**Task to complete**
The entries below contain a line with "Sweep check. Does" and a line with "pub fn pool(&self)". Quote exactly those two lines and all lines between them.

[[ Data for this exercise, beginning ]]

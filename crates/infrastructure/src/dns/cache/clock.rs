use ferrous_responder_application::ports::Clock;
use std::sync::atomic::{AtomicU64, Ordering};
use std::time::{SystemTime, UNIX_EPOCH};

fn now_secs() -> u64 {
    SystemTime::now()
        .duration_since(UNIX_EPOCH)
        .unwrap_or_default()
        .as_secs()
}

/// Wall clock truncated to whole seconds.
#[derive(Debug, Default, Clone, Copy)]
pub struct SystemClock;

impl Clock for SystemClock {
    #[inline]
    fn now_secs(&self) -> u64 {
        now_secs()
    }
}

/// Clock that only moves when told to.
#[derive(Debug, Default)]
pub struct ManualClock {
    secs: AtomicU64,
}

impl ManualClock {
    pub fn new(start_secs: u64) -> Self {
        Self {
            secs: AtomicU64::new(start_secs),
        }
    }

    pub fn set(&self, secs: u64) {
        self.secs.store(secs, Ordering::Relaxed);
    }

    pub fn advance(&self, secs: u64) {
        self.secs.fetch_add(secs, Ordering::Relaxed);
    }
}

impl Clock for ManualClock {
    #[inline]
    fn now_secs(&self) -> u64 {
        self.secs.load(Ordering::Relaxed)
    }
}

#[cfg(test)]
mod tests {
    use super::*;

    #[test]
    fn test_manual_clock_moves_only_when_told() {
        let clock = ManualClock::new(1_000);
        assert_eq!(clock.now_secs(), 1_000);

        clock.advance(30);
        assert_eq!(clock.now_secs(), 1_030);

        clock.set(5);
        assert_eq!(clock.now_secs(), 5);
    }

    #[test]
    fn test_system_clock_is_past_epoch() {
        assert!(SystemClock.now_secs() > 1_600_000_000);
    }
}
use async_trait::async_trait;
use ferrous_responder_application::ports::ResponseWriter;
use ferrous_responder_domain::DomainError;
use hickory_proto::op::Message;

/// Writer that keeps every message written to it.
#[derive(Debug, Default)]
pub struct CaptureWriter {
    messages: Vec<Message>,
}

impl CaptureWriter {
    pub fn new() -> Self {
        Self::default()
    }

    pub fn into_messages(self) -> Vec<Message> {
        self.messages
    }

    /// Last message written, if any.
    pub fn into_last(mut self) -> Option<Message> {
        self.messages.pop()
    }
}

#[async_trait]
impl ResponseWriter for CaptureWriter {
    async fn write_msg(&mut self, msg: Message) -> Result<(), DomainError> {
        self.messages.push(msg);
        Ok(())
    }
}
use super::MemoryCache;
use ferrous_responder_application::ports::AnswerCache;
use ferrous_responder_domain::config::CacheConfig;
use std::sync::Arc;
use std::time::Duration;
use tokio::time::sleep;
use tracing::{debug, info};

/// Background task that sweeps the answer cache once per interval.
///
/// The task has no shutdown hook and lives as long as the runtime does.
pub struct CacheSweeper {
    cache: Arc<MemoryCache>,
    interval: Duration,
}

impl CacheSweeper {
    pub fn new(cache: Arc<MemoryCache>, interval: Duration) -> Self {
        Self { cache, interval }
    }

    pub fn from_config(cache: Arc<MemoryCache>, config: &CacheConfig) -> Self {
        Self::new(cache, Duration::from_secs(config.sweep_interval_secs))
    }

    /// Spawn the sweep loop. The first sweep runs one full interval after
    /// start.
    pub fn start(self) -> tokio::task::JoinHandle<()> {
        let cache = self.cache;
        let interval = self.interval;

        tokio::spawn(async move {
            info!(interval_secs = interval.as_secs(), "Cache sweeper started");

            loop {
                sleep(interval).await;
                Self::sweep_cycle(&cache);
            }
        })
    }

    fn sweep_cycle(cache: &MemoryCache) {
        let removed = cache.sweep();
        debug!(removed = removed, cache_size = cache.len(), "Sweep cycle finished");
    }
}
//! Ferrous Responder Infrastructure Layer
pub mod dns;
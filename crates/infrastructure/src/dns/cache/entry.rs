use hickory_proto::op::Message;
use std::sync::{Mutex, MutexGuard, PoisonError};

/// A message carrying no question and no records in any section. Such an
/// entry is treated as absent and purged when touched.
pub fn is_empty_payload(message: &Message) -> bool {
    message.queries().is_empty()
        && message.answers().is_empty()
        && message.name_servers().is_empty()
        && message.additionals().is_empty()
}

/// Outcome of touching an entry on the read path.
#[derive(Debug)]
pub(crate) enum Touch {
    Fresh(Message),
    Expired,
    Empty,
}

struct EntryState {
    answer: Message,
    last_touched: u64,
}

/// Stored answer and the second it was last aged.
///
/// The lock covers this entry only; map membership is guarded by the store.
pub(crate) struct CacheEntry {
    state: Mutex<EntryState>,
}

impl CacheEntry {
    pub(crate) fn new(answer: Message, now_secs: u64) -> Self {
        Self {
            state: Mutex::new(EntryState {
                answer,
                last_touched: now_secs,
            }),
        }
    }

    fn lock(&self) -> MutexGuard<'_, EntryState> {
        self.state.lock().unwrap_or_else(PoisonError::into_inner)
    }

    /// Age the stored answer by the seconds elapsed since it was last touched
    /// and move `last_touched` to `now_secs`.
    ///
    /// Touches within the same second see zero elapsed time and leave the
    /// TTLs alone.
    pub(crate) fn touch(&self, now_secs: u64) -> Touch {
        let mut state = self.lock();
        if is_empty_payload(&state.answer) {
            return Touch::Empty;
        }

        let elapsed = elapsed_secs(state.last_touched, now_secs);
        state.last_touched = now_secs;

        if state.answer.answers().iter().any(|r| elapsed > r.ttl()) {
            return Touch::Expired;
        }

        if elapsed > 0 {
            for record in state.answer.answers_mut() {
                let ttl = record.ttl();
                record.set_ttl(ttl - elapsed);
            }
        }

        Touch::Fresh(state.answer.clone())
    }

    /// Sweep check. Does not move `last_touched`.
    pub(crate) fn is_stale(&self, now_secs: u64) -> bool {
        let state = self.lock();
        if is_empty_payload(&state.answer) {
            return true;
        }

        let elapsed = elapsed_secs(state.last_touched, now_secs);
        state.answer.answers().iter().any(|r| elapsed > r.ttl())
    }

    pub(crate) fn last_touched(&self) -> u64 {
        self.lock().last_touched
    }
}

fn elapsed_secs(since: u64, now: u64) -> u32 {
    u32::try_from(now.saturating_sub(since)).unwrap_or(u32::MAX)
}
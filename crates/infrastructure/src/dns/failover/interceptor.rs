use super::pool::{PooledContext, WriterPool};
use super::servers::FallbackServers;
use crate::dns::forwarding::MessageBuilder;
use async_trait::async_trait;
use ferrous_responder_application::ports::{DnsExchange, DnsHandler, ResponseWriter};
use ferrous_responder_domain::config::FailoverConfig;
use ferrous_responder_domain::DomainError;
use hickory_proto::op::{Message, ResponseCode};
use std::sync::Arc;
use tracing::{debug, warn};

/// Stage that masks SERVFAIL answers of the stages behind it by retrying
/// the question against fallback servers, one at a time, in order.
pub struct FailoverInterceptor {
    servers: FallbackServers,
    exchange: Arc<dyn DnsExchange>,
    next: Arc<dyn DnsHandler>,
    pool: WriterPool,
}

impl FailoverInterceptor {
    pub fn new(
        servers: FallbackServers,
        exchange: Arc<dyn DnsExchange>,
        next: Arc<dyn DnsHandler>,
    ) -> Self {
        Self {
            servers,
            exchange,
            next,
            pool: WriterPool::default(),
        }
    }

    pub fn from_config(
        config: &FailoverConfig,
        exchange: Arc<dyn DnsExchange>,
        next: Arc<dyn DnsHandler>,
    ) -> Self {
        Self::new(
            FallbackServers::parse(&config.fallback_servers),
            exchange,
            next,
        )
    }

    pub fn servers(&self) -> &FallbackServers {
        &self.servers
    }

    pub fn pool(&self) -> &WriterPool {
        &self.pool
    }
}

#[async_trait]
impl DnsHandler for FailoverInterceptor {
    fn name(&self) -> &'static str {
        "failover"
    }

    async fn serve_dns(&self, request: &Message, writer: &mut dyn ResponseWriter) {
        let mut wrapped = FailoverWriter {
            inner: writer,
            servers: &self.servers,
            exchange: self.exchange.as_ref(),
            ctx: self.pool.acquire(),
        };

        self.next.serve_dns(request, &mut wrapped).await;
    }
}

/// Writer installed in front of the caller's writer for one query.
pub struct FailoverWriter<'a> {
    inner: &'a mut dyn ResponseWriter,
    servers: &'a FallbackServers,
    exchange: &'a dyn DnsExchange,
    ctx: PooledContext<'a>,
}

impl FailoverWriter<'_> {
    fn wants_retry(&self, response: &Message) -> bool {
        !response.queries().is_empty()
            && !self.servers.is_empty()
            && response.response_code() == ResponseCode::ServFail
            && response.recursion_desired()
    }
}

#[async_trait]
impl ResponseWriter for FailoverWriter<'_> {
    async fn write_msg(&mut self, msg: Message) -> Result<(), DomainError> {
        if !self.wants_retry(&msg) {
            return self.inner.write_msg(msg).await;
        }

        let retry = msg.queries().first().map(|question| {
            MessageBuilder::write_question_label(&mut self.ctx.label, question);
            MessageBuilder::build_retry_query(question, msg.checking_disabled())
        });
        let Some(retry) = retry else {
            return self.inner.write_msg(msg).await;
        };

        let servers = self.servers;
        for &server in servers.iter() {
            self.ctx.attempts += 1;

            match self.exchange.exchange(&retry, server).await {
                Ok(mut response) => {
                    debug!(
                        query = %self.ctx.label,
                        server = %server,
                        attempts = self.ctx.attempts,
                        rcode = ?response.response_code(),
                        "Failover query answered"
                    );
                    response.set_id(msg.id());
                    return self.inner.write_msg(response).await;
                }
                Err(e) => {
                    warn!(
                        query = %self.ctx.label,
                        server = %server,
                        error = %e,
                        "Failover query failed"
                    );
                }
            }
        }

        self.inner.write_msg(msg).await
    }
}
use crate::dns::forwarding::MessageBuilder;
use async_trait::async_trait;
use ferrous_responder_application::ports::{DnsExchange, DnsHandler, ResponseWriter};
use hickory_proto::op::Message;
use std::net::SocketAddr;
use std::sync::Arc;
use tracing::{debug, warn};

/// Terminal stage: forwards the request to one primary upstream. A transport
/// failure turns into a SERVFAIL reply.
pub struct ForwardStage {
    upstream: SocketAddr,
    exchange: Arc<dyn DnsExchange>,
}

impl ForwardStage {
    pub fn new(upstream: SocketAddr, exchange: Arc<dyn DnsExchange>) -> Self {
        Self { upstream, exchange }
    }
}

#[async_trait]
impl DnsHandler for ForwardStage {
    fn name(&self) -> &'static str {
        "forward"
    }

    async fn serve_dns(&self, request: &Message, writer: &mut dyn ResponseWriter) {
        let response = match self.exchange.exchange(request, self.upstream).await {
            Ok(response) => {
                debug!(
                    upstream = %self.upstream,
                    rcode = ?response.response_code(),
                    answers = response.answers().len(),
                    "Upstream answered"
                );
                response
            }
            Err(e) => {
                warn!(upstream = %self.upstream, error = %e, "Upstream exchange failed");
                MessageBuilder::servfail_for(request)
            }
        };

        if let Err(e) = writer.write_msg(response).await {
            warn!(error = %e, "Failed to write response");
        }
    }
}
//! API error types and JSON response formatting.

use axum::{
    Json,
    http::StatusCode,
    response::{IntoResponse, Response},
};
use serde::Serialize;
use tracing::{debug, error};

use crate::error::Error;

/// API error response body.
#[derive(Debug, Serialize)]
pub struct ErrorResponse {
    pub error: String,
    pub code: &'static str,
}

/// API error type that converts to HTTP responses.
#[derive(Debug)]
pub struct ApiError {
    pub status: StatusCode,
    pub code: &'static str,
    pub message: String,
}

impl ApiError {
    /// Create a new API error.
    pub fn new(status: StatusCode, code: &'static str, message: impl Into<String>) -> Self {
        Self {
            status,
            code,
            message: message.into(),
        }
    }

    /// The sheet has no rows at all.
    pub fn no_data() -> Self {
        Self::new(StatusCode::NOT_FOUND, "EMPTY_SHEET", "No data found")
    }

    /// Record lookup found no row with the ID.
    pub fn item_not_found() -> Self {
        Self::new(StatusCode::NOT_FOUND, "ITEM_NOT_FOUND", "Item not found")
    }

    /// Increment found no row with the ID.
    pub fn id_not_found() -> Self {
        Self::new(StatusCode::NOT_FOUND, "ID_NOT_FOUND", "ID not found")
    }

    /// A required column is missing from the header row.
    pub fn column_not_found(column: &str) -> Self {
        Self::new(
            StatusCode::BAD_REQUEST,
            "COLUMN_NOT_FOUND",
            format!("Column '{}' not found", column),
        )
    }

    /// Request body could not be read.
    pub fn invalid_body(message: impl Into<String>) -> Self {
        Self::new(StatusCode::BAD_REQUEST, "INVALID_BODY", message)
    }

    /// Score delta is not an integer.
    pub fn invalid_delta(message: impl Into<String>) -> Self {
        Self::new(StatusCode::BAD_REQUEST, "INVALID_DELTA", message)
    }

    /// Row changed while an increment was in flight.
    pub fn conflict(message: impl Into<String>) -> Self {
        Self::new(StatusCode::CONFLICT, "CONFLICT", message)
    }

    /// Map an error from a record lookup. A missing ID reads "Item not found".
    pub fn from_lookup(err: Error) -> Self {
        match err {
            Error::NotFound { .. } => Self::item_not_found(),
            other => other.into(),
        }
    }
}

impl IntoResponse for ApiError {
    fn into_response(self) -> Response {
        // Log server errors at error level, client errors at debug level
        if self.status.is_server_error() {
            error!(
                status = %self.status.as_u16(),
                code = %self.code,
                message = %self.message,
                "server error response"
            );
        } else if self.status.is_client_error() {
            debug!(
                status = %self.status.as_u16(),
                code = %self.code,
                message = %self.message,
                "client error response"
            );
        }

        let body = ErrorResponse {
            error: self.message,
            code: self.code,
        };
        (self.status, Json(body)).into_response()
    }
}

impl From<Error> for ApiError {
    fn from(err: Error) -> Self {
        match &err {
            Error::EmptySheet => Self::no_data(),
            Error::NotFound { .. } => Self::id_not_found(),
            Error::SchemaMissing { column } => Self::column_not_found(column),
            Error::InvalidDelta(msg) => Self::invalid_delta(msg.clone()),
            Error::Conflict { .. } => Self::conflict(err.to_string()),
            // Store failures keep the store's own message.
            Error::Store(store) => Self::new(
                StatusCode::INTERNAL_SERVER_ERROR,
                "STORE_ERROR",
                store.to_string(),
            ),
        }
    }
}
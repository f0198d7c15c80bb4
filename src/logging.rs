//! Conditional logging macros for library-level tracing.
//!
//! With the `logging` feature the macros forward to `tracing`; without it
//! they expand to nothing, so the mapper and the increment coordinator can
//! log freely without forcing a subscriber on library users.
//!
//! ```rust,ignore
//! use crate::logging::{debug, warn};
//!
//! debug!(row = plan.row().sheet_row, "computed increment");
//! warn!(id = %id, "duplicate ID");
//! ```

/// Trace level: request URLs and other wire-level detail.
#[cfg(feature = "logging")]
macro_rules! log_trace {
    ($($arg:tt)*) => { tracing::trace!($($arg)*) }
}

#[cfg(not(feature = "logging"))]
macro_rules! log_trace {
    ($($arg:tt)*) => {};
}

/// Debug level: per-call details such as computed values and row counts.
#[cfg(feature = "logging")]
macro_rules! log_debug {
    ($($arg:tt)*) => { tracing::debug!($($arg)*) }
}

#[cfg(not(feature = "logging"))]
macro_rules! log_debug {
    ($($arg:tt)*) => {};
}

/// Info level: lifecycle events and completed updates.
#[cfg(feature = "logging")]
macro_rules! log_info {
    ($($arg:tt)*) => { tracing::info!($($arg)*) }
}

#[cfg(not(feature = "logging"))]
macro_rules! log_info {
    ($($arg:tt)*) => {};
}

/// Warn level: handled but suspicious situations.
#[cfg(feature = "logging")]
macro_rules! log_warn {
    ($($arg:tt)*) => { tracing::warn!($($arg)*) }
}

#[cfg(not(feature = "logging"))]
macro_rules! log_warn {
    ($($arg:tt)*) => {};
}

pub(crate) use log_debug as debug;
pub(crate) use log_info as info;
pub(crate) use log_trace as trace;
pub(crate) use log_warn as warn;
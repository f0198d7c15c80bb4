//! Configuration loaded from a TOML file.
//!
//! Every section and field has a default, so an empty file (or no file at
//! all) is a valid configuration.

use std::path::{Path, PathBuf};

use serde::Deserialize;
use thiserror::Error;

use crate::increment::ConcurrencyMode;

/// Default config file name looked up in the working directory.
pub const DEFAULT_CONFIG_FILE: &str = "sheet-kv.toml";

/// Top-level configuration.
#[derive(Debug, Clone, Default, Deserialize)]
#[serde(default)]
pub struct Config {
    /// Server settings.
    pub server: ServerConfig,
    /// Which sheet to serve and how.
    pub sheet: SheetConfig,
    /// CORS settings.
    pub cors: CorsConfig,
    /// Logging settings.
    pub logging: LoggingConfig,
}

/// Server bind settings.
#[derive(Debug, Clone, Deserialize)]
#[serde(default)]
pub struct ServerConfig {
    /// Bind address (e.g., "127.0.0.1" or "0.0.0.0").
    pub bind: String,
    /// Port to listen on.
    pub port: u16,
}

impl Default for ServerConfig {
    fn default() -> Self {
        Self {
            bind: "0.0.0.0".to_string(),
            port: 5000,
        }
    }
}

/// Store backend selection.
#[derive(Debug, Clone, Copy, Default, PartialEq, Eq, Deserialize)]
#[serde(rename_all = "lowercase")]
pub enum SheetBackend {
    /// Google Sheets v4 API with a service-account key.
    #[default]
    Google,
    /// Rows held in process memory, seeded from `rows`.
    Memory,
}

/// Sheet settings.
#[derive(Debug, Clone, Deserialize)]
#[serde(default)]
pub struct SheetConfig {
    pub backend: SheetBackend,
    /// Spreadsheet document ID (google backend).
    pub spreadsheet_id: Option<String>,
    /// Name of the sheet (tab) holding the data.
    pub sheet_name: String,
    /// Path to the service-account JSON key (google backend).
    pub credentials: PathBuf,
    /// Handling of concurrent increments for one ID.
    pub concurrency: ConcurrencyMode,
    /// Initial contents for the memory backend, header row first.
    pub rows: Vec<Vec<String>>,
}

impl Default for SheetConfig {
    fn default() -> Self {
        Self {
            backend: SheetBackend::default(),
            spreadsheet_id: None,
            sheet_name: "data".to_string(),
            credentials: PathBuf::from("credentials.json"),
            concurrency: ConcurrencyMode::default(),
            rows: Vec::new(),
        }
    }
}

/// CORS configuration.
#[derive(Debug, Clone, Deserialize)]
#[serde(default)]
pub struct CorsConfig {
    /// When false, cross-origin requests are denied.
    pub enabled: bool,
    /// Allowed origins; `"*"` allows any.
    pub allow_origins: Vec<String>,
    pub allow_methods: Vec<String>,
    pub allow_headers: Vec<String>,
    pub allow_credentials: bool,
    /// Preflight cache duration in seconds.
    pub max_age: u64,
}

impl Default for CorsConfig {
    fn default() -> Self {
        Self {
            enabled: true,
            allow_origins: vec!["*".to_string()],
            allow_methods: ["GET", "POST", "OPTIONS"].map(String::from).to_vec(),
            allow_headers: vec!["content-type".to_string()],
            allow_credentials: false,
            max_age: 3600,
        }
    }
}

/// Log output format.
#[derive(Debug, Clone, Copy, Default, PartialEq, Eq, Deserialize)]
#[serde(rename_all = "lowercase")]
pub enum LogFormat {
    #[default]
    Text,
    Json,
}

/// Logging configuration.
#[derive(Debug, Clone, Deserialize)]
#[serde(default)]
pub struct LoggingConfig {
    /// Filter directive, e.g. "info" or "sheet_kv=debug,tower_http=info".
    pub level: String,
    pub format: LogFormat,
    /// "stdout", "stderr", or a file path to append to.
    pub output: String,
    /// ANSI colors (text format on a terminal only).
    pub color: bool,
    /// Include the event target.
    pub target: bool,
    pub timestamps: bool,
}

impl Default for LoggingConfig {
    fn default() -> Self {
        Self {
            level: "info".to_string(),
            format: LogFormat::Text,
            output: "stderr".to_string(),
            color: true,
            target: true,
            timestamps: true,
        }
    }
}

impl Config {
    /// Load configuration from a TOML file.
    pub fn from_file(path: impl AsRef<Path>) -> Result<Self, ConfigError> {
        let path = path.as_ref();
        let content = std::fs::read_to_string(path)
            .map_err(|e| ConfigError::Io(path.display().to_string(), e))?;
        Self::from_toml(&content)
    }

    /// Parse configuration from a TOML string.
    pub fn from_toml(content: &str) -> Result<Self, ConfigError> {
        toml::from_str(content).map_err(ConfigError::Parse)
    }

    /// Load `path` when given, otherwise the default file if it exists,
    /// otherwise built-in defaults.
    pub fn load(path: Option<&Path>) -> Result<Self, ConfigError> {
        match path {
            Some(path) => Self::from_file(path),
            None if Path::new(DEFAULT_CONFIG_FILE).exists() => Self::from_file(DEFAULT_CONFIG_FILE),
            None => Ok(Self::default()),
        }
    }

    /// Apply command-line or environment overrides.
    pub fn apply_overrides(&mut self, overrides: Overrides) {
        if let Some(port) = overrides.port {
            self.server.port = port;
        }
        if let Some(bind) = overrides.bind {
            self.server.bind = bind;
        }
        if let Some(id) = overrides.spreadsheet_id {
            self.sheet.spreadsheet_id = Some(id);
        }
        if let Some(credentials) = overrides.credentials {
            self.sheet.credentials = credentials;
        }
        if let Some(concurrency) = overrides.concurrency {
            self.sheet.concurrency = concurrency;
        }
    }

    /// Get the socket address string for binding.
    pub fn bind_addr(&self) -> String {
        format!("{}:{}", self.server.bind, self.server.port)
    }
}

/// Values that take precedence over the config file.
#[derive(Debug, Clone, Default)]
pub struct Overrides {
    pub port: Option<u16>,
    pub bind: Option<String>,
    pub spreadsheet_id: Option<String>,
    pub credentials: Option<PathBuf>,
    pub concurrency: Option<ConcurrencyMode>,
}

/// Configuration error.
#[derive(Error, Debug)]
pub enum ConfigError {
    /// IO error reading config file.
    #[error("Failed to read config file '{0}': {1}")]
    Io(String, std::io::Error),
    /// TOML parse error.
    #[error("Failed to parse config: {0}")]
    Parse(toml::de::Error),
}
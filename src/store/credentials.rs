//! Service-account authentication for Google APIs.

use std::path::Path;

use base64::Engine;
use base64::prelude::BASE64_URL_SAFE_NO_PAD;
use chrono::{DateTime, Duration, Utc};
use ring::signature::RsaKeyPair;
use serde::{Deserialize, Serialize};

use super::StoreError;

const DEFAULT_TOKEN_URI: &str = "https://oauth2.googleapis.com/token";

/// The fields of a service-account JSON key that token exchange needs.
#[derive(Debug, Clone, Deserialize)]
pub struct ServiceAccount {
    pub client_email: String,
    private_key: String,
    #[serde(default = "default_token_uri")]
    pub token_uri: String,
    #[serde(default)]
    pub project_id: Option<String>,
}

fn default_token_uri() -> String {
    DEFAULT_TOKEN_URI.to_string()
}

#[derive(Serialize)]
struct JwtHeader {
    alg: &'static str,
    typ: &'static str,
}

#[derive(Serialize)]
struct JwtClaims<'a> {
    iss: &'a str,
    scope: &'a str,
    aud: &'a str,
    exp: i64,
    iat: i64,
}

/// Response of the OAuth token endpoint.
#[derive(Debug, Clone, Deserialize)]
pub struct AccessToken {
    pub access_token: String,
    pub expires_in: u64,
}

impl ServiceAccount {
    pub fn from_json(input: &str) -> Result<Self, StoreError> {
        serde_json::from_str(input).map_err(|e| {
            StoreError::Credentials(format!("invalid service account key: {}", e))
        })
    }

    pub fn from_file(path: impl AsRef<Path>) -> Result<Self, StoreError> {
        let path = path.as_ref();
        let content = std::fs::read_to_string(path).map_err(|e| {
            StoreError::Credentials(format!("failed to read '{}': {}", path.display(), e))
        })?;
        Self::from_json(&content)
    }

    /// Build an RS256-signed JWT assertion valid for one hour from `now`.
    pub fn signed_assertion(&self, scope: &str, now: DateTime<Utc>) -> Result<String, StoreError> {
        let claims = JwtClaims {
            iss: &self.client_email,
            scope,
            aud: &self.token_uri,
            iat: now.timestamp(),
            exp: (now + Duration::hours(1)).timestamp(),
        };
        let header = JwtHeader {
            alg: "RS256",
            typ: "JWT",
        };

        let header_json = serde_json::to_string(&header)
            .map_err(|e| StoreError::Credentials(format!("failed to encode jwt header: {}", e)))?;
        let claims_json = serde_json::to_string(&claims)
            .map_err(|e| StoreError::Credentials(format!("failed to encode jwt claims: {}", e)))?;
        let signing_input = format!(
            "{}.{}",
            BASE64_URL_SAFE_NO_PAD.encode(header_json),
            BASE64_URL_SAFE_NO_PAD.encode(claims_json)
        );

        let key_pair = self.key_pair()?;
        let mut signature = vec![0; key_pair.public().modulus_len()];
        key_pair
            .sign(
                &ring::signature::RSA_PKCS1_SHA256,
                &ring::rand::SystemRandom::new(),
                signing_input.as_bytes(),
                &mut signature,
            )
            .map_err(|_| StoreError::Credentials("failed to sign jwt".into()))?;

        Ok(format!(
            "{}.{}",
            signing_input,
            BASE64_URL_SAFE_NO_PAD.encode(&signature)
        ))
    }

    /// Exchange a signed assertion for an access token.
    pub async fn fetch_access_token(
        &self,
        client: &reqwest::Client,
        scope: &str,
    ) -> Result<AccessToken, StoreError> {
        let assertion = self.signed_assertion(scope, Utc::now())?;
        let params = [
            ("grant_type", "urn:ietf:params:oauth:grant-type:jwt-bearer"),
            ("assertion", assertion.as_str()),
        ];

        let response = client.post(&self.token_uri).form(&params).send().await?;
        let status = response.status();
        if !status.is_success() {
            let body = response.text().await.unwrap_or_default();
            return Err(StoreError::Token(format!("{}: {}", status, body)));
        }

        response
            .json::<AccessToken>()
            .await
            .map_err(|e| StoreError::Token(format!("invalid token response: {}", e)))
    }

    fn key_pair(&self) -> Result<RsaKeyPair, StoreError> {
        let mut reader = std::io::Cursor::new(self.private_key.as_bytes());
        let item = rustls_pemfile::read_one(&mut reader)
            .map_err(|e| StoreError::Credentials(format!("invalid PEM private key: {}", e)))?;
        match item {
            Some(rustls_pemfile::Item::Pkcs8Key(der)) => {
                RsaKeyPair::from_pkcs8(der.secret_pkcs8_der()).map_err(|_| {
                    StoreError::Credentials("failed to load rsa key pair from pkcs8 key".into())
                })
            }
            Some(rustls_pemfile::Item::Pkcs1Key(der)) => {
                RsaKeyPair::from_der(der.secret_pkcs1_der()).map_err(|_| {
                    StoreError::Credentials("failed to load rsa key pair from pkcs1 key".into())
                })
            }
            _ => Err(StoreError::Credentials("missing private key".into())),
        }
    }
}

[[ Data for this exercise, end ]]

**Finished task**
    /// Sweep check. Does not move `last_touched`.
    pub(crate) fn is_stale(&self, now_secs: u64) -> bool {
        let state = self.lock();
        if is_empty_payload(&state.answer) {
            return true;
        }

        let elapsed = elapsed_secs(state.last_touched, now_secs);
        state.answer.answers().iter().any(|r| elapsed > r.ttl())
    }

    pub(crate) fn last_touched(&self) -> u64 {
        self.lock().last_touched
    }
}

fn elapsed_secs(since: u64, now: u64) -> u32 {
    u32::try_from(now.saturating_sub(since)).unwrap_or(u32::MAX)
}
filename crates/infrastructure/src/dns/failover/interceptor.rs
use super::pool::{PooledContext, WriterPool};
use super::servers::FallbackServers;
use crate::dns::forwarding::MessageBuilder;
use async_trait::async_trait;
use ferrous_responder_application::ports::{DnsExchange, DnsHandler, ResponseWriter};
use ferrous_responder_domain::config::FailoverConfig;
use ferrous_responder_domain::DomainError;
use hickory_proto::op::{Message, ResponseCode};
use std::sync::Arc;
use tracing::{debug, warn};

/// Stage that masks SERVFAIL answers of the stages behind it by retrying
/// the question against fallback servers, one at a time, in order.
pub struct FailoverInterceptor {
    servers: FallbackServers,
    exchange: Arc<dyn DnsExchange>,
    next: Arc<dyn DnsHandler>,
    pool: WriterPool,
}

impl FailoverInterceptor {
    pub fn new(
        servers: FallbackServers,
        exchange: Arc<dyn DnsExchange>,
        next: Arc<dyn DnsHandler>,
    ) -> Self {
        Self {
            servers,
            exchange,
            next,
            pool: WriterPool::default(),
        }
    }

    pub fn from_config(
        config: &FailoverConfig,
        exchange: Arc<dyn DnsExchange>,
        next: Arc<dyn DnsHandler>,
    ) -> Self {
        Self::new(
            FallbackServers::parse(&config.fallback_servers),
            exchange,
            next,
        )
    }

    pub fn servers(&self) -> &FallbackServers {
        &self.servers
    }

    pub fn pool(&self) -> &WriterPool {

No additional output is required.